How millennials view work-life balance

November 8, 2018

As a legal recruitment consultant, who works remotely, the conversation of work-life balance is one that often comes up when speaking with candidates. Millennials now make up over 50% of the current working population so it comes as no surprise they are affecting the way all generations look at work-life balance. The legal sector is no exception, according to a study by Cushman & Wakefield in collaboration with ALM and Law.com, millennials account for 43% of lawyers, and now outnumber Gen Xers and baby boomers in the legal industry.
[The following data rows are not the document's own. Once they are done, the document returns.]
//! Opening external entities through the resolver callbacks.

use super::{access_allowed, ParseOptions};
use crate::document::DocumentHandler;
use crate::entity::{
    ExternalEntityRequest, ExternalSubsetRequest, InputSource, RequestKind, ResourceIdentifier,
};
use crate::error::{ErrorKind, ParseError};
use crate::scanner::chars::is_space;
use crate::scanner::EntityScanner;

fn access_code(kind: RequestKind) -> &'static str {
    match kind {
        RequestKind::ExternalSubset => "AccessExternalDTD",
        RequestKind::GeneralEntity | RequestKind::ParameterEntity => "AccessExternalEntity",
    }
}

/// Checks `system_id` against the allowed protocols. A refusal is fatal.
fn check_access(
    options: &ParseOptions,
    scanner: &mut EntityScanner,
    system_id: &str,
    kind: RequestKind,
) -> Result<bool, ParseError> {
    if access_allowed(system_id, &options.access_external_dtd) {
        return Ok(true);
    }
    scanner.report_fatal(
        ErrorKind::WellFormedness,
        access_code(kind),
        format!(
            "external access to \"{system_id}\" is not allowed: the protocol is not in the allowed list \"{}\"",
            options.access_external_dtd
        ),
    )?;
    Ok(false)
}

/// Asks the entity resolver for the text of an external entity or the
/// external subset.
///
/// Returns `None` when no resolver is installed or it declined.
pub(crate) fn resolve_external(
    options: &ParseOptions,
    scanner: &mut EntityScanner,
    name: &str,
    kind: RequestKind,
    identifier: &ResourceIdentifier,
) -> Result<Option<InputSource>, ParseError> {
    let Some(resolver) = &options.entity_resolver else {
        log::debug!("no entity resolver for {name}, not loading it");
        return Ok(None);
    };
    let Some(expanded) = identifier.system_id() else {
        return Ok(None);
    };
    if !check_access(options, scanner, expanded, kind)? {
        return Ok(None);
    }
    let request = ExternalEntityRequest {
        name,
        kind,
        system_id: identifier.literal_system_id.as_deref().unwrap_or(expanded),
        public_id: identifier.public_id.as_deref(),
        base_system_id: identifier.base_system_id.as_deref(),
        expanded_system_id: expanded,
    };
    let source = resolver(request).map(|mut source| {
        source.inherit_identifier(identifier);
        source
    });
    log::debug!(
        "resolved {name} ({expanded}): {}",
        if source.is_some() { "loaded" } else { "declined" }
    );
    Ok(source)
}

/// Asks the external-subset resolver for a grammar for a document that
/// has no DOCTYPE declaration.
pub(crate) fn resolve_external_subset(
    options: &ParseOptions,
    scanner: &mut EntityScanner,
    root_name: &str,
) -> Result<Option<InputSource>, ParseError> {
    let Some(resolver) = &options.external_subset_resolver else {
        return Ok(None);
    };
    let base = scanner
        .current()
        .identifier()
        .system_id()
        .map(str::to_string);
    let request = ExternalSubsetRequest {
        root_name,
        base_system_id: base.as_deref(),
    };
    let Some(source) = resolver(request) else {
        return Ok(None);
    };
    if let Some(system_id) = source.identifier().system_id() {
        let system_id = system_id.to_string();
        if !check_access(options, scanner, &system_id, RequestKind::ExternalSubset)? {
            return Ok(None);
        }
    }
    log::debug!("external subset supplied for root element {root_name}");
    Ok(Some(source))
}

/// Scans the text declaration at the start of a freshly pushed external
/// entity, if there is one.
pub(crate) fn scan_text_decl(
    scanner: &mut EntityScanner,
    handler: &mut dyn DocumentHandler,
) -> Result<(), ParseError> {
    if scanner.looking_at("<?xml")? && scanner.peek_at(5)?.is_some_and(is_space) {
        scanner.skip_string("<?xml")?;
        let info = scanner.scan_xml_decl_or_text_decl(true)?;
        handler.text_decl(info.version.as_deref(), info.encoding.as_deref());
    } else {
        scanner.set_may_read_chunks(true);
    }
    Ok(())
}

#[cfg(test)]
#[allow(clippy::unwrap_used)]
mod tests {
    use super::*;
    use crate::document::DefaultHandler;
    use crate::entity::EntityKind;
    use crate::security::SecurityManager;

    fn scanner() -> EntityScanner {
        EntityScanner::new(
            InputSource::from_string("").with_system_id("dir/doc.xml"),
            16,
            SecurityManager::new(),
            false,
        )
    }

    fn id(system: &str) -> ResourceIdentifier {
        ResourceIdentifier::new(None, Some(system.to_string()), Some("dir/doc.xml".to_string()))
    }

    #[test]
    fn test_without_resolver_nothing_is_loaded() {
        let opts = ParseOptions::default();
        let mut s = scanner();
        let got = resolve_external(&opts, &mut s, "e", RequestKind::GeneralEntity, &id("e.ent"));
        assert!(got.unwrap().is_none());
    }

    #[test]
    fn test_resolver_sees_expanded_id() {
        let opts = ParseOptions::default().entity_resolver(|req| {
            assert_eq!(req.system_id, "e.ent");
            assert_eq!(req.expanded_system_id, "dir/e.ent");
            assert_eq!(req.base_system_id, Some("dir/doc.xml"));
            Some(InputSource::from_string("text"))
        });
        let mut s = scanner();
        let source = resolve_external(&opts, &mut s, "e", RequestKind::GeneralEntity, &id("e.ent"))
            .unwrap()
            .unwrap();
        assert_eq!(source.identifier().system_id(), Some("dir/e.ent"));
    }

    #[test]
    fn test_access_check_refuses_protocol() {
        let opts = ParseOptions::default()
            .access_external_dtd("file")
            .entity_resolver(|_| Some(InputSource::from_string("")));
        let mut s = scanner();
        let err = resolve_external(
            &opts,
            &mut s,
            "[dtd]",
            RequestKind::ExternalSubset,
            &id("http://example.com/x.dtd"),
        )
        .unwrap_err();
        assert_eq!(err.code, "AccessExternalDTD");
    }

    #[test]
    fn test_text_decl_is_consumed() {
        let mut s = scanner();
        s.push_entity(
            "e",
            EntityKind::General,
            InputSource::from_string("<?xml encoding='UTF-8'?>body"),
            true,
        )
        .unwrap();
        scan_text_decl(&mut s, &mut DefaultHandler).unwrap();
        assert!(s.looking_at("body").unwrap());
    }

    #[test]
    fn test_pi_named_xml_prefix_is_not_a_text_decl() {
        let mut s = scanner();
        s.push_entity(
            "e",
            EntityKind::General,
            InputSource::from_string("<?xml-stylesheet?>"),
            true,
        )
        .unwrap();
        scan_text_decl(&mut s, &mut DefaultHandler).unwrap();
        assert!(s.looking_at("<?xml-stylesheet").unwrap());
        assert!(s.current().may_read_chunks);
    }
}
So, what exactly is work-life balance from a millennial lawyer’s point of view? Here are some key ways millennials are defining (and, in some cases, redefining) work-life balance:

Long-term
Millennials aren’t driven by the thought of working hard for the next 40 years and then retiring. Rather, they are driven by the idea of building a life and career that can withstand the continuous reinventions and pivots that their careers, over the long term, in the 21st century will require.

Integrated
Millennials are more interested in leveraging today’s tech to integrate work and life versus just balancing them. The term “work-life balance” implies that work is separate from life, but, in reality, it’s all life. Forcing people to put work and life into separate boxes that never overlap is unrealistic in today’s always-on world.

Engaged
Millennials view work-life balance as being fully engaged with the task, activity, or people they are currently involved with. Work-life balance isn’t necessarily about physical time and place, but rather about the state of mind and mental margin that they experience. (Some millennials may need reminders from their managers or leaders to know when to turn off these distractions to ensure they can be fully present in order to maximize their engagement – hey, nobody’s perfect!).

Fluid
Millennials want work-life balance to be fluid, free, and flexible to prioritize whatever (work or life) is most important that day. To them, work-life balance means not having rigid boundaries between work and life. A more fluid approach ensures less stress.

Personal
Millennials want all aspects of their professional and personal lives to receive the same level of attention, priority, and progress. They are seeking a healthy mix of achieving professional goals and time to pursue their personal goals. A sense of freedom and flexibility to be fulfilled and supported in both their personal and professional endeavors is critical. An example might be traveling for work and then staying an extra day to explore the area (while remaining available to be reached for work-related items that come up) or doing what needs to be done at work and then attending a child’s school function later that day.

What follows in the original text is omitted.